DATA FOR PROCESSING:

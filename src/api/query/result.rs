//! Query result handling
//!
//! Handles PostgREST row responses

use anyhow::Context;
use serde::de::DeserializeOwned;
use serde_json::Value;

#[derive(Debug, Clone)]
pub struct QueryResult {
    pub success: bool,
    pub rows: Vec<Value>,
    pub error: Option<String>,
    pub status_code: Option<u16>,
}

impl QueryResult {
    pub fn success(rows: Vec<Value>, status_code: u16) -> Self {
        Self {
            success: true,
            rows,
            error: None,
            status_code: Some(status_code),
        }
    }

    pub fn error(error: String, status_code: Option<u16>) -> Self {
        Self {
            success: false,
            rows: Vec::new(),
            error: Some(error),
            status_code,
        }
    }

    /// Parse a PostgREST response body (a JSON array of rows)
    pub fn from_json(json: Value, status_code: u16) -> anyhow::Result<Self> {
        match json {
            Value::Array(rows) => Ok(Self::success(rows, status_code)),
            Value::Object(_) => Ok(Self::success(vec![json], status_code)),
            other => anyhow::bail!("Unexpected response shape: {}", other),
        }
    }

    pub fn is_success(&self) -> bool {
        self.success
    }

    pub fn len(&self) -> usize {
        self.rows.len()
    }

    pub fn is_empty(&self) -> bool {
        self.rows.is_empty()
    }

    /// Turn a failed result into an error
    pub fn into_rows(self) -> anyhow::Result<Vec<Value>> {
        if !self.success {
            anyhow::bail!(
                "{}",
                self.error.unwrap_or_else(|| "Unknown backend error".to_string())
            );
        }
        Ok(self.rows)
    }

    /// Deserialize every row
    pub fn deserialize<T: DeserializeOwned>(self) -> anyhow::Result<Vec<T>> {
        self.into_rows()?
            .into_iter()
            .map(|row| serde_json::from_value(row).context("Failed to decode row"))
            .collect()
    }

    /// Deserialize zero or one row
    pub fn maybe_single<T: DeserializeOwned>(self) -> anyhow::Result<Option<T>> {
        let mut rows = self.deserialize::<T>()?;
        match rows.len() {
            0 => Ok(None),
            1 => Ok(rows.pop()),
            n => anyhow::bail!("Expected at most one row, got {}", n),
        }
    }
}

#[cfg(test)]
mod tests {
    use super::*;
    use serde::Deserialize;
    use serde_json::json;

    #[derive(Debug, Deserialize, PartialEq)]
    struct Role {
        role: String,
    }

    #[test]
    fn test_from_json_array() {
        let result = QueryResult::from_json(json!([{"role": "admin"}, {"role": "x"}]), 200).unwrap();
        assert!(result.is_success());
        assert_eq!(result.len(), 2);
        assert_eq!(result.rows[0]["role"], json!("admin"));
    }

    #[test]
    fn test_maybe_single() {
        let none = QueryResult::success(vec![], 200).maybe_single::<Role>().unwrap();
        assert_eq!(none, None);

        let one = QueryResult::success(vec![json!({"role": "admin"})], 200)
            .maybe_single::<Role>()
            .unwrap();
        assert_eq!(one, Some(Role { role: "admin".into() }));

        let many = QueryResult::success(vec![json!({"role": "a"}), json!({"role": "b"})], 200);
        assert!(many.maybe_single::<Role>().is_err());
    }

    #[test]
    fn test_error_result() {
        let result = QueryResult::error("permission denied for table".to_string(), Some(401));
        assert!(!result.is_success());
        let err = result.into_rows().unwrap_err();
        assert!(err.to_string().contains("permission denied"));
    }
}
//! Row types for the local configuration database

use chrono::{DateTime, Utc};
use sqlx::FromRow;

use crate::api::TokenInfo;
use crate::auth::StoredSession;

/// Setting keys
pub mod keys {
    pub const BACKEND_URL: &str = "backend_url";
    pub const ANON_KEY: &str = "anon_key";
}

/// Environment variables overriding stored backend settings
pub mod env {
    pub const BACKEND_URL: &str = "HSEIT_BACKEND_URL";
    pub const ANON_KEY: &str = "HSEIT_ANON_KEY";
}

#[derive(Debug, Clone, FromRow)]
pub struct DbSession {
    pub user_id: String,
    pub email: Option<String>,
    pub access_token: String,
    pub refresh_token: Option<String>,
    pub expires_at: DateTime<Utc>,
    pub updated_at: DateTime<Utc>,
}

impl From<DbSession> for StoredSession {
    fn from(row: DbSession) -> Self {
        StoredSession {
            user_id: row.user_id,
            email: row.email,
            token: TokenInfo {
                access_token: row.access_token,
                refresh_token: row.refresh_token,
                expires_at: row.expires_at,
            },
        }
    }
}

TASK DESCRIPTION: Look through the data above and return each line where the string "Clone" occurs.

TASK SOLUTION:
#[derive(Debug, Clone)]
#[derive(Debug, Clone, FromRow)]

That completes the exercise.